We were, overall, very happy with the results of the summer school- both in the learning outcomes for the students and the actual experimental results – below I outline the basics of the study conducted, the topics covered, and the results of our experiment.

The Organisers

The September Tutorial in Empiricism was a massive undertaking with many moving parts and many contributors. I’d especially like to thank my fellow organisers, without whom nothing would have been possible – while I stressed about the details of the experiment and wrangling the instructors, they did a great job of making sure all of the bureaucratic boxes were ticked and making sure things ran smoothly.

Alan Nielsen

Ashley Micklos
Hannah Little

The Instructors

The Students


Twenty-six students participated in the Summer School, from a wide range of research backgrounds and levels of experience. Of our 26 students the majority (19) were PhD students, but we also had 2 postdoctoral students, 3 Master’s students, and even 2 undergraduates.

The following students would like to  be recognized for their attendance:

Federica Bartolozzi – PhD Candidate – Max Planck Institute for Psycholinguistics
Miguel Borges – PhD Candidate – Max Planck Institute for Psycholinguistics
Giusy Cirillo – MA Student – University of Tubingen
Lara Clauss* – PhD Candidate – Max Planck Institute for Psycholinguistics
Varun deCastro-Arrazola – PhD Candidate – Leiden University and Meertens Instituut
Ian Joo – MA Student – National Chiao Tung University
Greta Kaufeld – PhD Candidate – Max Planck Institute for Psycholinguistics
Fiona Kirton – PhD Student – Center for Language Evolution, University of Edinburgh
Ezequiel Koile – Visiting Postdoctoral Researcher – Max Planck Institute for the Science of Human History
Elly Koutamanis – PhD Student – Center for Language Studies, Radboud University
Hannah Lutzenberger – PhD Student – Center for Language Studies, Radboud University
Katie Mudd – PhD Student – Vrije Universiteit Brussels
Limor Raviv – PhD Student – Max Planck Institute for Psycholinguistics
Constanze Schon* – Visiting Intern – Max Planck Institute for Psycholinguistics
Kazuki Sekine – Postdoctoral Researcher – Radboud University/Max Planck Institute for Psycholinguistics
Chen Shen* – PhD Student – Center for Langauge Studies, Radboud University
Anita Slonimska – PhD Candidate – Center for Language Studies, Radboud University. ITSC  Fellow
Katja Stark – PhD Student – Max Planck Institute for Psycholinguistics
Katarina Stekic – BSc Student – Laboratory for Neurocognition and Applied Cognition, University of Belgrade
Jeroen van Paridon – PhD Candidate – Max Planck Institute for Psycholinguistics
Marieke Woensdregt – PhD Student – Center for Language Evolution, University of Edinburgh
Nezihe Zeybek* – PhD Student – University of Burgundy
Eirini Zormpa – PhD Student – Max Planck Institute for Psycholinguistics

*Not Pictured

As mentioned, our students had a broad range of experience with the various parts of designing, hosting, and analysing large-scale online experiments – in advance of the summer school we solicited self-reported competence ratings for a number of topics, which can be seen below:

This presented us with a unique challenge.

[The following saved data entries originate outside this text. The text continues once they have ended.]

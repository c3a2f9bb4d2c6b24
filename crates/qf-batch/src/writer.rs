use std::fs;
use std::path::Path;

use qf_core::errors::{ErrorInfo, QfError};
use qf_core::{FieldIndex, InvariantRecord, Invariants};
use serde::{Deserialize, Serialize};

use crate::dispatch::OracleFailure;
use crate::hash::sha256_hex;
use crate::serde::{from_json_slice, to_canonical_json_bytes};

fn io_error(code: &str, path: &Path, err: impl ToString) -> QfError {
    QfError::Io(
        ErrorInfo::new(code, err.to_string()).with_context("path", path.display().to_string()),
    )
}

fn csv_error(code: &str, err: impl ToString) -> QfError {
    QfError::Serde(ErrorInfo::new(code, err.to_string()))
}

/// Serialization format of batch files.
#[derive(Debug, Clone, Copy, PartialEq, Eq, Serialize, Deserialize, Default)]
#[serde(rename_all = "kebab-case")]
pub enum OutputFormat {
    /// Comma separated values with a `d,dK,hK,fu,rK,mb` header.
    #[default]
    Csv,
    /// Canonical JSON array of row objects.
    Json,
}

impl OutputFormat {
    /// File extension without the leading dot.
    pub fn extension(self) -> &'static str {
        match self {
            OutputFormat::Csv => "csv",
            OutputFormat::Json => "json",
        }
    }
}

/// Options for [`write_batch`].
#[derive(Debug, Clone, Copy, Default)]
pub struct WriteOpts {
    /// Output format.
    pub format: OutputFormat,
    /// Sort rows by `d` instead of keeping the given order.
    pub sort_rows: bool,
}

#[derive(Debug, Serialize, Deserialize)]
struct JsonRow {
    d: FieldIndex,
    defining_polynomial: String,
    #[serde(rename = "dK")]
    discriminant: i64,
    #[serde(rename = "hK")]
    class_number: u64,
    fu: String,
    #[serde(rename = "rK")]
    regulator: f64,
    mb: f64,
}

impl JsonRow {
    fn from_record(record: &InvariantRecord) -> Self {
        let inv = &record.invariants;
        Self {
            d: record.d,
            defining_polynomial: format!("x^2 - {}", record.d),
            discriminant: inv.discriminant,
            class_number: inv.class_number,
            fu: inv.fundamental_unit.clone(),
            regulator: inv.regulator,
            mb: inv.minkowski_bound,
        }
    }

    fn into_record(self) -> InvariantRecord {
        InvariantRecord::new(
            self.d,
            Invariants {
                discriminant: self.discriminant,
                class_number: self.class_number,
                fundamental_unit: self.fu,
                regulator: self.regulator,
                minkowski_bound: self.mb,
            },
        )
    }
}

/// Name of the `index`-th batch file out of `total`, e.g. `invariants_0007.csv`.
pub fn batch_file_name(prefix: &str, index: usize, total: usize, format: OutputFormat) -> String {
    let width = total.to_string().len().max(4);
    format!("{prefix}_{index:0width$}.{}", format.extension())
}

/// Name of the failures file accompanying a batch file.
pub fn failures_file_name(prefix: &str, index: usize, total: usize) -> String {
    let width = total.to_string().len().max(4);
    format!("{prefix}_{index:0width$}.failures.csv")
}

/// Renders records in the requested format.
pub fn render_batch<'a, I>(records: I, opts: &WriteOpts) -> Result<Vec<u8>, QfError>
where
    I: IntoIterator<Item = &'a InvariantRecord>,
{
    let mut rows: Vec<&InvariantRecord> = records.into_iter().collect();
    if opts.sort_rows {
        rows.sort_by_key(|record| record.d);
    }
    match opts.format {
        OutputFormat::Csv => {
            let mut wtr = csv::Writer::from_writer(Vec::new());
            wtr.write_record(InvariantRecord::HEADER)
                .map_err(|err| csv_error("csv-write", err))?;
            for record in rows {
                wtr.write_record(record.to_row())
                    .map_err(|err| csv_error("csv-write", err))?;
            }
            wtr.into_inner()
                .map_err(|err| csv_error("csv-write", err.error()))
        }
        OutputFormat::Json => {
            let rows: Vec<JsonRow> = rows.into_iter().map(JsonRow::from_record).collect();
            to_canonical_json_bytes(&rows)
        }
    }
}

/// Writes one batch file, replacing any existing file, and returns its SHA256.
pub fn write_batch<'a, I>(path: &Path, records: I, opts: &WriteOpts) -> Result<String, QfError>
where
    I: IntoIterator<Item = &'a InvariantRecord>,
{
    let bytes = render_batch(records, opts)?;
    fs::write(path, &bytes).map_err(|err| io_error("batch-write", path, err))?;
    Ok(sha256_hex(&bytes))
}

/// Writes the indices skipped under the skip policy as `d,attempts,code,error`.
pub fn write_failures(path: &Path, failures: &[OracleFailure]) -> Result<(), QfError> {
    let mut wtr = csv::Writer::from_writer(Vec::new());
    wtr.write_record(["d", "attempts", "code", "error"])
        .map_err(|err| csv_error("csv-write", err))?;
    for failure in failures {
        let info = failure.error.info();
        wtr.write_record([
            failure.d.to_string(),
            failure.attempts.to_string(),
            info.code.clone(),
            info.message.clone(),
        ])
        .map_err(|err| csv_error("csv-write", err))?;
    }
    let bytes = wtr
        .into_inner()
        .map_err(|err| csv_error("csv-write", err.error()))?;
    fs::write(path, bytes).map_err(|err| io_error("failures-write", path, err))
}

/// Reads a CSV batch file back into records, in file order.
pub fn read_batch_csv(path: &Path) -> Result<Vec<InvariantRecord>, QfError> {
    let bytes = fs::read(path).map_err(|err| io_error("batch-read", path, err))?;
    let mut rdr = csv::Reader::from_reader(bytes.as_slice());
    let header = rdr
        .headers()
        .map_err(|err| csv_error("csv-read", err))?
        .clone();
    if header.iter().ne(InvariantRecord::HEADER) {
        return Err(QfError::Serde(
            ErrorInfo::new("batch-header", "unexpected batch file header")
                .with_context("path", path.display().to_string())
                .with_context("header", header.iter().collect::<Vec<_>>().join(",")),
        ));
    }
    rdr.records()
        .map(|row| {
            let row = row.map_err(|err| csv_error("csv-read", err))?;
            let fields: Vec<&str> = row.iter().collect();
            InvariantRecord::from_row(&fields)
                .map_err(|err| err.with_context("path", path.display().to_string()))
        })
        .collect()
}

/// Reads a batch file in either format.
pub fn read_batch(path: &Path, format: OutputFormat) -> Result<Vec<InvariantRecord>, QfError> {
    match format {
        OutputFormat::Csv => read_batch_csv(path),
        OutputFormat::Json => {
            let bytes = fs::read(path).map_err(|err| io_error("batch-read", path, err))?;
            let rows: Vec<JsonRow> = from_json_slice(&bytes)
                .map_err(|err| err.with_context("path", path.display().to_string()))?;
            Ok(rows.into_iter().map(JsonRow::into_record).collect())
        }
    }
}
use proptest::prelude::*;
use qf_core::{is_squarefree, FieldIndex, InvariantOracle};
use qf_oracle::{expand, FundamentalUnit, NativeOracle};

proptest! {
    #![proptest_config(ProptestConfig::with_cases(64))]

    #[test]
    fn period_product_is_a_unit(d in 2u64..3000) {
        prop_assume!(is_squarefree(d));
        let expansion = expand(FieldIndex::new(d).unwrap()).unwrap();
        prop_assert!(expansion.unit.is_unit());
        prop_assert!(expansion.regulator > 0.0);
        let ln = expansion.unit.ln();
        prop_assert!((ln - expansion.regulator).abs() < 1e-9 * ln.max(1.0));
    }

    #[test]
    fn oracle_output_parses_back(d in 2u64..1500) {
        prop_assume!(is_squarefree(d));
        let inv = NativeOracle::new().invariants(FieldIndex::new(d).unwrap()).unwrap();
        let unit: FundamentalUnit = inv.fundamental_unit.parse().unwrap();
        prop_assert_eq!(unit.d, d);
        prop_assert!(inv.class_number >= 1);
        let expected = if d % 4 == 1 { d as i64 } else { 4 * d as i64 };
        prop_assert_eq!(inv.discriminant, expected);
    }
}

Generally students were fairly familiar with experimental design and the most basic statistics we would be using for data analysis (LMER in R), but very few were familiar with more advanced statistical techniques like Factor Analysis or K-Means clustering, almost none had any experience with JavaScript and jsPsych, and very few had experience with Bayes or Bayesian modelling.

Thus, we had students work through the summer school in groups, which we attempted to make as balanced as possible – you can see the average competence score for each group below. This approach proved especially valuable, because it allowed the more experienced students opportunities to pass on their knowledge to younger or otherwise less-experienced students in a hands on fashion.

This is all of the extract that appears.